Primeiro que nem todos iniciam do mesmo ponto de partida. Além disso, durante o caminho, variáveis diferentes irão afetar cada pessoa e não podemos subestimar o peso que cada uma delas terá na árdua trajetória. Por fim, é preciso falar sobre a questão do acesso à informação e às oportunidades. Estas, infelizmente, são um privilégio de poucos.

O efeito do discurso pautado na meritocracia

O problema exposto, na minha perspectiva, irá gerar duas perigosas consequências.

A primeira é o efeito que o discurso pautado na meritocracia terá nos jovens: “Me sinto muito desmotivada. Quando vejo todo o esforço que a pessoa teve e comparo com meu desempenho, sinto que não sou capaz. É realmente horrível como as matérias desse tipo influenciam nosso bem-estar, muitas vezes perco a vontade de tentar! Me vem o pensamento: Será que vale a pena mesmo? Será que eu também consigo?”, afirma Ana Raquel Ferreira Silva, estudante cearense.

Falei com vários jovens sobre o assunto. Alguns disseram que há, sim, o teor de motivação que chega com a difusão da conquista desses casos fora da curva. No entanto, todos foram enfáticos: o padrão criado, sendo medido pela régua dos fora da curva, é assustador e desmotivador. Os faz acreditar que, se não seguirem os exatos mesmos passos, passarem pelas mesmas dificuldades ou sofrerem tanto quanto, simplesmente não serão merecedores de conquistarem seus sonhos.

O segundo efeito é sistemático, sutil e bem mais grave: é preciso nos atentarmos que o uso desses casos, não coincidentemente, corroboram a ideia da meritocracia e tiram o foco do real problema.

Romantização do sofrimento nas histórias de sucesso

“Tentam romantizar a rotina estudantil exaustiva para encobrir a carência de infraestrutura física e de pessoal nas escolas, ao tempo em que vemos um adoecimento e esgotamento mental de tantos, além do sentimento de frustração quando o objetivo não é alcançado. Quando eu era adolescente, achava tão inspiradoras aquelas matérias do Fantástico, com uma narrativa linda de alguém que tanto lutou para conseguir realizar os sonhos. Eu costumava dizer para mim mesma: com esforço, eu posso conseguir. Porém, esse discurso responsabiliza de um jeito absurdo as pessoas para a realização ou não de suas conquistas; e o pior: isenta e tira a responsabilidade do Estado, dos governantes, como um todo, de cumprirem o seu papel.”

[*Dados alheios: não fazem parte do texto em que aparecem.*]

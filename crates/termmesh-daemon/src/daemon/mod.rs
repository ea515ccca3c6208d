//! Wires the supervisor, watcher, peer fabric and IPC surface together and
//! runs them until shutdown. Grounded on `happy-cli::daemon::mod`'s
//! composition root (`DaemonServer::run` assembling multiplexer + watcher +
//! relay bridge under one `tokio::select!`-driven lifetime).

pub mod ipc;
pub mod metadata;
pub mod peer_client;
pub mod peer_discovery;
pub mod peer_manager;
pub mod peer_server;
pub mod persistence;
pub mod pty_session;
pub mod supervisor;
pub mod watcher;
pub mod wire;

use std::collections::HashSet;
use std::path::PathBuf;
use std::sync::Arc;
use tokio::sync::RwLock;

use termmesh_core::settings::{DaemonSettings, SettingsManager};

use peer_manager::PeerManager;
use supervisor::Supervisor;
use watcher::{Watcher, WatcherPaths};

const WATCHER_POLL_INTERVAL: tokio::time::Duration = tokio::time::Duration::from_secs(10);

/// Runs the foreground daemon until `shutdown_signal` resolves. This is what
/// `termmesh daemon run` and the double-forked child of `termmesh daemon
/// start` both execute.
pub async fn run(shutdown_signal: impl std::future::Future<Output = ()>) -> anyhow::Result<()> {
    let settings = SettingsManager::load().unwrap_or_else(|e| {
        tracing::warn!(error = %e, "failed to load settings, using defaults");
        DaemonSettings::default()
    });

    let supervisor = Arc::new(Supervisor::new());
    supervisor.restore_sessions().await;

    let peer_manager = Arc::new(PeerManager::start(supervisor.clone()).await);

    let importable = Arc::new(RwLock::new(Vec::new()));
    let watcher_handle = spawn_watcher(supervisor.clone(), importable.clone());

    let ipc_server = Arc::new(ipc::IpcServer::new(supervisor.clone(), peer_manager.clone(), importable));
    let ipc_listener = ipc_server.bind(settings.ipc_port).await?;
    tracing::info!(port = settings.ipc_port, "ipc server listening");
    ipc_server.run(ipc_listener);

    shutdown_signal.await;
    tracing::info!("shutdown requested, closing sessions and peer connections");
    watcher_handle.abort();
    peer_manager.shutdown().await;
    supervisor.close_all().await;
    Ok(())
}

fn spawn_watcher(
    supervisor: Arc<Supervisor>,
    importable: Arc<RwLock<Vec<watcher::DiscoveredSession>>>,
) -> tokio::task::JoinHandle<()> {
    tokio::spawn(async move {
        let mut watcher = Watcher::new(WatcherPaths::default());
        loop {
            let known: HashSet<PathBuf> = supervisor
                .list()
                .await
                .into_iter()
                .map(|s| PathBuf::from(s.metadata.working_dir))
                .collect();
            let discovered = watcher.poll(&known);
            if !discovered.is_empty() {
                let mut guard = importable.write().await;
                guard.extend(discovered);
            }
            tokio::time::sleep(WATCHER_POLL_INTERVAL).await;
        }
    })
}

Acima compartilho a perspectiva de Karine Luana Amorim Braga, estudante alagoense. Fiz questão, pois ela retrata bem o efeito que estou tentando problematizar.

Em um cenário em que usamos casos fora da curva para falar por grupos inteiros, estamos isentando agentes de suas obrigações e responsabilizando indivíduos pela desigualdade em que vivem e por não “terem sido capazes” de realizar os próprios sonhos. Isso é muito grave e limita o avanço de mudanças estruturais.

É necessário que haja, de nossa parte, sempre um olhar crítico sobre a romantização do sofrimento por trás das histórias de sucesso em que tanto gostamos de nos envolver e que, de fato, tanto nos emocionam.

Podemos, sim, continuar nos emocionando e parabenizando os personagens protagonistas dessas narrativas. Eles merecem mesmo e podem abrir o caminho para os seus semelhantes. Acredito nisso e já vi acontecer vezes o bastante para acreditar.

O que não podemos mais nos permitir é perder as oportunidades de problematizar e responsabilizar o sistema que fez com que uma quantidade desproporcional, e desumana, de esforço e abdicação da vida pessoal fosse necessária. Não nos deixemos enganar: a leitura que devemos fazer desses “cases de sucesso” não é a de que está tudo bem e funcionando. Na verdade, sugiro que utilizemos como uma lembrança constante do quanto nosso país é desigual e que tentemos imaginar quantos milhares de outros simplesmente não conseguiram resistir a tantos obstáculos.